__ACTION ITEM__
As the answer, give a copy of each line below that includes the word "UNIQUE".

__GIVEN INFORMATION__
▼▼▼

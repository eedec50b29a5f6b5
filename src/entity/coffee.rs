//! Coffee entity for the resource API catalog.

use sea_orm::entity::prelude::*;

#[derive(Clone, Debug, PartialEq, Eq, DeriveEntityModel)]
#[sea_orm(table_name = "coffees")]
pub struct Model {
    #[sea_orm(primary_key, auto_increment = false)]
    pub id: Uuid,
    pub name: String,
    pub description: Option<String>,
    pub roast: String,
    pub price_cents: i64,
    pub created_at: DateTimeUtc,
    pub updated_at: DateTimeUtc,
}

#[derive(Copy, Clone, Debug, EnumIter, DeriveRelation)]
pub enum Relation {}

impl ActiveModelBehavior for ActiveModel {}
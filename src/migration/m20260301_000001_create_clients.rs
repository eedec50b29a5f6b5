//! Migration: Create clients table.
//!
//! Registered relying parties permitted to request tokens.

use sea_orm_migration::prelude::*;

#[derive(DeriveMigrationName)]
pub struct Migration;

#[async_trait::async_trait]
impl MigrationTrait for Migration {
    async fn up(&self, manager: &SchemaManager) -> Result<(), DbErr> {
        manager
            .get_connection()
            .execute_unprepared(
                r#"
                CREATE TABLE clients (
                    id UUID PRIMARY KEY,
                    client_id VARCHAR(200) NOT NULL,
                    client_name VARCHAR(255) NOT NULL,
                    secret_hash VARCHAR(64),
                    allowed_grant_types TEXT NOT NULL,
                    allowed_scopes TEXT NOT NULL,
                    redirect_uris TEXT NOT NULL,

                    created_at TIMESTAMPTZ NOT NULL DEFAULT NOW()
                );

                CREATE UNIQUE INDEX idx_clients_client_id ON clients(client_id);
                "#,
            )
            .await?;

        Ok(())
    }

    async fn down(&self, manager: &SchemaManager) -> Result<(), DbErr> {
        manager
            .get_connection()
            .execute_unprepared("DROP TABLE IF EXISTS clients CASCADE;")
            .await?;

        Ok(())
    }
}
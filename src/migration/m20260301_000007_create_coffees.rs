//! Migration: Create coffees table for the resource API catalog.

use sea_orm_migration::prelude::*;

#[derive(DeriveMigrationName)]
pub struct Migration;

#[async_trait::async_trait]
impl MigrationTrait for Migration {
    async fn up(&self, manager: &SchemaManager) -> Result<(), DbErr> {
        manager
            .get_connection()
            .execute_unprepared(
                r#"
                CREATE TABLE coffees (
                    id UUID PRIMARY KEY,
                    name VARCHAR(200) NOT NULL,
                    description VARCHAR(1000),
                    roast VARCHAR(20) NOT NULL DEFAULT 'medium'
                        CHECK (roast IN ('light', 'medium', 'dark')),
                    price_cents BIGINT NOT NULL CHECK (price_cents >= 0),

                    created_at TIMESTAMPTZ NOT NULL DEFAULT NOW(),
                    updated_at TIMESTAMPTZ NOT NULL DEFAULT NOW()
                );
                "#,
            )
            .await?;

        Ok(())
    }

    async fn down(&self, manager: &SchemaManager) -> Result<(), DbErr> {
        manager
            .get_connection()
            .execute_unprepared("DROP TABLE IF EXISTS coffees CASCADE;")
            .await?;

        Ok(())
    }
}
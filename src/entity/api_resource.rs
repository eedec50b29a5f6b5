//! API resource entity: a protected backend identified for token
//! audience purposes.

use sea_orm::entity::prelude::*;

#[derive(Clone, Debug, PartialEq, Eq, DeriveEntityModel)]
#[sea_orm(table_name = "api_resources")]
pub struct Model {
    #[sea_orm(primary_key, auto_increment = false)]
    pub id: Uuid,
    pub name: String,
    pub display_name: String,
    pub created_at: DateTimeUtc,
}

#[derive(Copy, Clone, Debug, EnumIter, DeriveRelation)]
pub enum Relation {
    #[sea_orm(has_many = "super::api_resource_scope::Entity")]
    ApiResourceScope,
}

impl Related<super::api_resource_scope::Entity> for Entity {
    fn to() -> RelationDef {
        Relation::ApiResourceScope.def()
    }
}

impl ActiveModelBehavior for ActiveModel {}
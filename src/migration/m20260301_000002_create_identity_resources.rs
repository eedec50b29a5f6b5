//! Migration: Create identity_resources table.
//!
//! Named bundles of user claims releasable under a scope (e.g. "profile").

use sea_orm_migration::prelude::*;

#[derive(DeriveMigrationName)]
pub struct Migration;

#[async_trait::async_trait]
impl MigrationTrait for Migration {
    async fn up(&self, manager: &SchemaManager) -> Result<(), DbErr> {
        manager
            .get_connection()
            .execute_unprepared(
                r#"
                CREATE TABLE identity_resources (
                    id UUID PRIMARY KEY,
                    name VARCHAR(200) NOT NULL,
                    display_name VARCHAR(255) NOT NULL,
                    user_claims TEXT NOT NULL,

                    created_at TIMESTAMPTZ NOT NULL DEFAULT NOW()
                );

                CREATE UNIQUE INDEX idx_identity_resources_name ON identity_resources(name);
                "#,
            )
            .await?;

        Ok(())
    }

    async fn down(&self, manager: &SchemaManager) -> Result<(), DbErr> {
        manager
            .get_connection()
            .execute_unprepared("DROP TABLE IF EXISTS identity_resources CASCADE;")
            .await?;

        Ok(())
    }
}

▲▲▲

__RESULT OF THIS EXERCISE__
                CREATE UNIQUE INDEX idx_clients_client_id ON clients(client_id);
                CREATE UNIQUE INDEX idx_identity_resources_name ON identity_resources(name);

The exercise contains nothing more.